## EXERCISE INSTRUCTIONS:
Print the lines below exactly as written, with none missing.

DATA SECTION START

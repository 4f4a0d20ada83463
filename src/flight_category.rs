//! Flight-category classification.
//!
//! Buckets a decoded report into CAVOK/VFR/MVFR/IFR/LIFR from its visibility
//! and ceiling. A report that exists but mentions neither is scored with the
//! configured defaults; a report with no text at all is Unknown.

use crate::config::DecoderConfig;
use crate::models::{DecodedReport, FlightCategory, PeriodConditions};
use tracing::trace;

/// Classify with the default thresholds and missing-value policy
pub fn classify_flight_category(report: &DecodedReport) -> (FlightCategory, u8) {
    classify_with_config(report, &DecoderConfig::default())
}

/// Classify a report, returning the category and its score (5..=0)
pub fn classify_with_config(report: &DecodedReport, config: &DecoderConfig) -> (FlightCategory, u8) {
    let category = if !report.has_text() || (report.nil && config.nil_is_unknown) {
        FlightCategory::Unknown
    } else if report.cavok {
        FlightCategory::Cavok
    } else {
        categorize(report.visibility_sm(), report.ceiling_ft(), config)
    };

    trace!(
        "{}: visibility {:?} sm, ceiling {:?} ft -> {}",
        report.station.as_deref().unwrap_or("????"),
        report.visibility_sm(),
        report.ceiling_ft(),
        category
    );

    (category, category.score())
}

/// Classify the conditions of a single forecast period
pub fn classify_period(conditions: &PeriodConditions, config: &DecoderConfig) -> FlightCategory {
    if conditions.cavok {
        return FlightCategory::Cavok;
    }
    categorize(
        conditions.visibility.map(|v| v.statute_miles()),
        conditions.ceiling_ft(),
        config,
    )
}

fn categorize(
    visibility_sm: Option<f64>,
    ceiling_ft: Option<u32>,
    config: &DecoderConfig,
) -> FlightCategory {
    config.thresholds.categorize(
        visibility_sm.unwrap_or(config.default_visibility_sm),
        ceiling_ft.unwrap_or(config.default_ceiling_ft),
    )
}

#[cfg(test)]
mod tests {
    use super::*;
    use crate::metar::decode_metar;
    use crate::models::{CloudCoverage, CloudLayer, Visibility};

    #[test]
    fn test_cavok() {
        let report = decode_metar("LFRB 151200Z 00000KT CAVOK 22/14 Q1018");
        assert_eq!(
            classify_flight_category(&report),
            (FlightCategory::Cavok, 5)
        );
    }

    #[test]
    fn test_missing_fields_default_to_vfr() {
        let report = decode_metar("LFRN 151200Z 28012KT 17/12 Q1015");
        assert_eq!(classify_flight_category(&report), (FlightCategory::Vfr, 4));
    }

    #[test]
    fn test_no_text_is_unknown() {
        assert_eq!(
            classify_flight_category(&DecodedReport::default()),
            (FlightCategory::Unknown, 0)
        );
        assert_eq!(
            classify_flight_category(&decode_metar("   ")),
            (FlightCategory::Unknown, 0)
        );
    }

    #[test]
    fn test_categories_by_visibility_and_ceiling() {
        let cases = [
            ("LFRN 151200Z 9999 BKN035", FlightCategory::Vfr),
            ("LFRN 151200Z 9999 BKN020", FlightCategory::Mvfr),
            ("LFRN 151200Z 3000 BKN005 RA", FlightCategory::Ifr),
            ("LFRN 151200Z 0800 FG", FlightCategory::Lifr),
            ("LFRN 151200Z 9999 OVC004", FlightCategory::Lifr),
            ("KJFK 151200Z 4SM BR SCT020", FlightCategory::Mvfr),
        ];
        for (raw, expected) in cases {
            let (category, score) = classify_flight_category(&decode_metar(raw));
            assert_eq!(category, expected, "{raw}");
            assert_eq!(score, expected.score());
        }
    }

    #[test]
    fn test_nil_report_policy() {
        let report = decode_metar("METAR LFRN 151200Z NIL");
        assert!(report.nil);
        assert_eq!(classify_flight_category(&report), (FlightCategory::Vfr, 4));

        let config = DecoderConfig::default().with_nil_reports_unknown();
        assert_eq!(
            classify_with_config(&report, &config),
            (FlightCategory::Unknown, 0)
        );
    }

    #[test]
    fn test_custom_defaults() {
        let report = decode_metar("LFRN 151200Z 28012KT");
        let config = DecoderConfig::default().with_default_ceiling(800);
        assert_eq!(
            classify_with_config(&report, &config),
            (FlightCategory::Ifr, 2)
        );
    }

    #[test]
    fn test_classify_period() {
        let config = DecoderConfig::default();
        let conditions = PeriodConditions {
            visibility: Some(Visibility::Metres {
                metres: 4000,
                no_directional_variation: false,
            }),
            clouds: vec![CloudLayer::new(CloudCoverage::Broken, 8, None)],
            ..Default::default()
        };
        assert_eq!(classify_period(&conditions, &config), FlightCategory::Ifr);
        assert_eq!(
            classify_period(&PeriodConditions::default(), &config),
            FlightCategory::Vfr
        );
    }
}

DATA SECTION END

## TASK RESULT:
repository 4f4a0d20ada83463
filename src/flight_category.rs
//! Flight-category classification.
//!
//! Buckets a decoded report into CAVOK/VFR/MVFR/IFR/LIFR from its visibility
//! and ceiling. A report that exists but mentions neither is scored with the
//! configured defaults; a report with no text at all is Unknown.

use crate::config::DecoderConfig;
use crate::models::{DecodedReport, FlightCategory, PeriodConditions};
use tracing::trace;

/// Classify with the default thresholds and missing-value policy
pub fn classify_flight_category(report: &DecodedReport) -> (FlightCategory, u8) {
    classify_with_config(report, &DecoderConfig::default())
}

/// Classify a report, returning the category and its score (5..=0)
pub fn classify_with_config(report: &DecodedReport, config: &DecoderConfig) -> (FlightCategory, u8) {
    let category = if !report.has_text() || (report.nil && config.nil_is_unknown) {
        FlightCategory::Unknown
    } else if report.cavok {
        FlightCategory::Cavok
    } else {
        categorize(report.visibility_sm(), report.ceiling_ft(), config)
    };

    trace!(
        "{}: visibility {:?} sm, ceiling {:?} ft -> {}",
        report.station.as_deref().unwrap_or("????"),
        report.visibility_sm(),
        report.ceiling_ft(),
        category
    );

    (category, category.score())
}

/// Classify the conditions of a single forecast period
pub fn classify_period(conditions: &PeriodConditions, config: &DecoderConfig) -> FlightCategory {
    if conditions.cavok {
        return FlightCategory::Cavok;
    }
    categorize(
        conditions.visibility.map(|v| v.statute_miles()),
        conditions.ceiling_ft(),
        config,
    )
}

fn categorize(
    visibility_sm: Option<f64>,
    ceiling_ft: Option<u32>,
    config: &DecoderConfig,
) -> FlightCategory {
    config.thresholds.categorize(
        visibility_sm.unwrap_or(config.default_visibility_sm),
        ceiling_ft.unwrap_or(config.default_ceiling_ft),
    )
}

#[cfg(test)]
mod tests {
    use super::*;
    use crate::metar::decode_metar;
    use crate::models::{CloudCoverage, CloudLayer, Visibility};

    #[test]
    fn test_cavok() {
        let report = decode_metar("LFRB 151200Z 00000KT CAVOK 22/14 Q1018");
        assert_eq!(
            classify_flight_category(&report),
            (FlightCategory::Cavok, 5)
        );
    }

    #[test]
    fn test_missing_fields_default_to_vfr() {
        let report = decode_metar("LFRN 151200Z 28012KT 17/12 Q1015");
        assert_eq!(classify_flight_category(&report), (FlightCategory::Vfr, 4));
    }

    #[test]
    fn test_no_text_is_unknown() {
        assert_eq!(
            classify_flight_category(&DecodedReport::default()),
            (FlightCategory::Unknown, 0)
        );
        assert_eq!(
            classify_flight_category(&decode_metar("   ")),
            (FlightCategory::Unknown, 0)
        );
    }

    #[test]
    fn test_categories_by_visibility_and_ceiling() {
        let cases = [
            ("LFRN 151200Z 9999 BKN035", FlightCategory::Vfr),
            ("LFRN 151200Z 9999 BKN020", FlightCategory::Mvfr),
            ("LFRN 151200Z 3000 BKN005 RA", FlightCategory::Ifr),
            ("LFRN 151200Z 0800 FG", FlightCategory::Lifr),
            ("LFRN 151200Z 9999 OVC004", FlightCategory::Lifr),
            ("KJFK 151200Z 4SM BR SCT020", FlightCategory::Mvfr),
        ];
        for (raw, expected) in cases {
            let (category, score) = classify_flight_category(&decode_metar(raw));
            assert_eq!(category, expected, "{raw}");
            assert_eq!(score, expected.score());
        }
    }

    #[test]
    fn test_nil_report_policy() {
        let report = decode_metar("METAR LFRN 151200Z NIL");
        assert!(report.nil);
        assert_eq!(classify_flight_category(&report), (FlightCategory::Vfr, 4));

        let config = DecoderConfig::default().with_nil_reports_unknown();
        assert_eq!(
            classify_with_config(&report, &config),
            (FlightCategory::Unknown, 0)
        );
    }

    #[test]
    fn test_custom_defaults() {
        let report = decode_metar("LFRN 151200Z 28012KT");
        let config = DecoderConfig::default().with_default_ceiling(800);
        assert_eq!(
            classify_with_config(&report, &config),
            (FlightCategory::Ifr, 2)
        );
    }

    #[test]
    fn test_classify_period() {
        let config = DecoderConfig::default();
        let conditions = PeriodConditions {
            visibility: Some(Visibility::Metres {
                metres: 4000,
                no_directional_variation: false,
            }),
            clouds: vec![CloudLayer::new(CloudCoverage::Broken, 8, None)],
            ..Default::default()
        };
        assert_eq!(classify_period(&conditions, &config), FlightCategory::Ifr);
        assert_eq!(
            classify_period(&PeriodConditions::default(), &config),
            FlightCategory::Vfr
        );
    }
}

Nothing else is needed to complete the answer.